Recorded data:
◆ ◆ ◆ ◆ ◆ ◆ ◆

#[cfg(test)]
mod tests {
    use super::*;
    use crate::model::NormalizedReceipt;

    fn receipt(effective: Option<&str>, gas_used: u64) -> NormalizedReceipt {
        NormalizedReceipt {
            status: 1,
            gas_used,
            cumulative_gas_used: gas_used,
            effective_gas_price: effective.map(str::to_string),
            contract_address: None,
            logs: vec![],
        }
    }

    fn simple_tx() -> NormalizedTx {
        NormalizedTx {
            hash: "0xAB01".into(),
            from: "0xFEED".into(),
            to: Some("0xBEEF".into()),
            nonce: 7,
            index: 0,
            value: "43028689390000000000".into(),
            input: vec![],
            gas_limit: 21_000,
            gas_price: None,
            max_fee_per_gas: Some("15000000000".into()),
            max_priority_fee_per_gas: Some("2000000000".into()),
            tx_type: 2,
            receipt: receipt(Some("3000000000"), 21_000),
            traces: vec![],
        }
    }

    fn block(txs: Vec<NormalizedTx>) -> NormalizedBlock {
        NormalizedBlock {
            number: 100,
            hash: "0xB10C".into(),
            parent_hash: "0xB0FF".into(),
            timestamp: 1_700_000_000,
            gas_limit: 15_000_000,
            gas_used: 21_000,
            base_fee_per_gas: Some("25000000000".into()),
            miner: "0xC0DE".into(),
            difficulty: "1".into(),
            size: 1234,
            transactions_root: "0xT".into(),
            receipts_root: "0xRECEIPTS".into(),
            state_root: "0xSTATE".into(),
            extra_data: b"atomic".to_vec(),
            transactions: txs,
        }
    }

    #[test]
    fn transaction_cost_is_exact() {
        let batch = transform(&[block(vec![simple_tx()])]).unwrap();

        // 21000 × 3_000_000_000 + 43_028_689_390_000_000_000
        assert_eq!(
            batch.transactions[0].transaction_cost,
            "43028752390000000000"
        );
    }

    #[test]
    fn cardinality_per_transaction() {
        let batch = transform(&[block(vec![simple_tx(), simple_tx()])]).unwrap();

        assert_eq!(batch.blocks.len(), 1);
        assert_eq!(batch.transactions.len(), 2);
        assert_eq!(batch.receipts.len(), 2);
        assert_eq!(batch.messages.len(), 2);
        assert!(batch.logs.is_empty());
        assert!(batch.internal_txs.is_empty());
    }

    #[test]
    fn legacy_fee_fields_default_to_gas_price() {
        let mut tx = simple_tx();
        tx.tx_type = 0;
        tx.gas_price = Some("470000000000".into());
        tx.max_fee_per_gas = None;
        tx.max_priority_fee_per_gas = None;

        let batch = transform(&[block(vec![tx])]).unwrap();
        let row = &batch.transactions[0];

        assert_eq!(row.gas_price, "470000000000");
        assert_eq!(row.max_fee_per_gas, "470000000000");
        assert_eq!(row.max_priority_fee_per_gas, "470000000000");
    }

    #[test]
    fn contract_creation_recipient_is_empty_address() {
        let mut tx = simple_tx();
        tx.to = None;
        tx.receipt.contract_address = Some("0xNEW".into());

        let batch = transform(&[block(vec![tx])]).unwrap();

        assert_eq!(batch.transactions[0].to_address, "0x");
        assert_eq!(batch.messages[0].to_address, "0x");
        assert_eq!(batch.receipts[0].contract_address, "0xnew");
    }

    #[test]
    fn pre_london_gas_price_encodes_as_zero() {
        let mut tx = simple_tx();
        tx.receipt.effective_gas_price = None;

        let batch = transform(&[block(vec![tx])]).unwrap();

        assert_eq!(batch.receipts[0].effective_gas_price, "0");
        assert_eq!(batch.messages[0].transaction_message_gas_price, "0");
        // cost degrades to the plain value
        assert_eq!(
            batch.transactions[0].transaction_cost,
            "43028689390000000000"
        );
    }

    #[test]
    fn addresses_are_lowercased_and_extra_data_base64() {
        let batch = transform(&[block(vec![simple_tx()])]).unwrap();

        assert_eq!(batch.transactions[0].from_address, "0xfeed");
        assert_eq!(batch.transactions[0].to_address, "0xbeef");
        assert_eq!(batch.blocks[0].extra_data, "YXRvbWlj");
    }

    #[test]
    fn block_root_quirk_is_reproduced_by_default() {
        let batch = transform(&[block(vec![])]).unwrap();
        let row = &batch.blocks[0];

        assert_eq!(row.block_receipt_hash, "0xreceipts");
        assert_eq!(row.block_receipts_root, "0xstate");
        assert_eq!(row.block_state_root, "0xstate");
    }

    #[test]
    fn corrected_mode_emits_straight_roots() {
        let batch = transform_with(
            &[block(vec![])],
            TransformOptions {
                corrected_block_roots: true,
            },
        )
        .unwrap();
        let row = &batch.blocks[0];

        assert_eq!(row.block_receipt_hash, "0xreceipts");
        assert_eq!(row.block_receipts_root, "0xreceipts");
        assert_eq!(row.block_state_root, "0xstate");
    }

    fn traced_tx() -> NormalizedTx {
        let mut tx = simple_tx();
        tx.input = vec![0, 0, 1, 2];
        tx.gas_limit = 100_000;
        tx.traces = vec![TraceNode {
            call_index: 0,
            call_type: "CALL".into(),
            from: "0xFEED".into(),
            to: "0xBEEF".into(),
            value: "0".into(),
            gas: 100_000,
            gas_used: 60_000,
            input: vec![],
            output: vec![],
            error: None,
            calls: vec![
                TraceNode {
                    call_index: 1,
                    call_type: "STATICCALL".into(),
                    from: "0xBEEF".into(),
                    to: "0xCAFE".into(),
                    value: "0".into(),
                    gas: 50_000,
                    gas_used: 10_000,
                    input: vec![],
                    output: vec![0xFF],
                    error: None,
                    calls: vec![TraceNode {
                        call_index: 3,
                        call_type: "CALL".into(),
                        from: "0xCAFE".into(),
                        to: "0xD00D".into(),
                        value: "0".into(),
                        gas: 20_000,
                        gas_used: 5_000,
                        input: vec![],
                        output: vec![],
                        error: Some("execution reverted".into()),
                        calls: vec![],
                    }],
                },
                TraceNode {
                    call_index: 2,
                    call_type: "DELEGATECALL".into(),
                    from: "0xBEEF".into(),
                    to: "0xF00D".into(),
                    value: "0".into(),
                    gas: 30_000,
                    gas_used: 8_000,
                    input: vec![],
                    output: vec![],
                    error: None,
                    calls: vec![],
                },
            ],
        }];
        tx
    }

    #[test]
    fn trace_positions_follow_depth_first_order() {
        let batch = transform(&[block(vec![traced_tx()])]).unwrap();

        let positions: Vec<_> = batch
            .internal_txs
            .iter()
            .map(|row| (row.trace_position, row.call_index))
            .collect();

        // DFS: root, first child, grandchild, second child
        assert_eq!(positions, vec![(0, 0), (1, 1), (2, 3), (3, 2)]);

        assert_eq!(batch.internal_txs[2].error, "execution reverted");
        assert_eq!(batch.internal_txs[1].output, "0xff");
    }

    #[test]
    fn root_trace_has_intrinsic_gas_subtracted() {
        let batch = transform(&[block(vec![traced_tx()])]).unwrap();

        // input 0x00 00 01 02: 2 zero bytes + 2 nonzero bytes
        let intrinsic = 21_000 + 2 * 4 + 2 * 16;
        assert_eq!(intrinsic_gas(&[0, 0, 1, 2], false), intrinsic);

        let root = &batch.internal_txs[0];
        assert_eq!(root.gas, 100_000 - intrinsic);
        assert_eq!(root.gas_used, 60_000 - intrinsic);

        // children are untouched
        assert_eq!(batch.internal_txs[1].gas, 50_000);
    }

    #[test]
    fn create_intrinsic_includes_the_create_charge() {
        assert_eq!(intrinsic_gas(&[], true), 53_000);
        assert_eq!(intrinsic_gas(&[7], true), 53_016);
    }

    #[test]
    fn transform_is_deterministic() {
        let blocks = [block(vec![traced_tx(), simple_tx()])];

        let first = transform(&blocks).unwrap().render_csv().unwrap();
        let second = transform(&blocks).unwrap().render_csv().unwrap();

        assert_eq!(first, second);
    }

    #[test]
    fn golden_blocks_csv() {
        let batch = transform(&[block(vec![simple_tx()])]).unwrap();
        let [blocks_csv, tx_csv, ..] = batch.render_csv().unwrap();

        let expected_blocks = "\
block_number,block_hash,parent_hash,block_timestamp,transactions_count,gas_limit,gas_used,base_fee_per_gas,miner,difficulty,size,transactions_root,block_receipt_hash,block_receipts_root,block_state_root,extra_data\n\
100,0xb10c,0xb0ff,1700000000,1,15000000,21000,25000000000,0xc0de,1,1234,0xt,0xreceipts,0xstate,0xstate,YXRvbWlj\n";

        assert_eq!(blocks_csv, expected_blocks);

        let expected_txs = "\
block_number,transaction_hash,transaction_index,from_address,to_address,nonce,value,gas_limit,gas_price,max_fee_per_gas,max_priority_fee_per_gas,transaction_type,transaction_cost\n\
100,0xab01,0,0xfeed,0xbeef,7,43028689390000000000,21000,0,15000000000,2000000000,2,43028752390000000000\n";

        assert_eq!(tx_csv, expected_txs);
    }
}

◆ ◆ ◆ ◆ ◆ ◆ ◆

Exercise directions:
Wherever the string "calls" appears in the records above, copy the line it sits in.

Result:
            calls: vec![
                    calls: vec![TraceNode {
                        calls: vec![],
                    calls: vec![],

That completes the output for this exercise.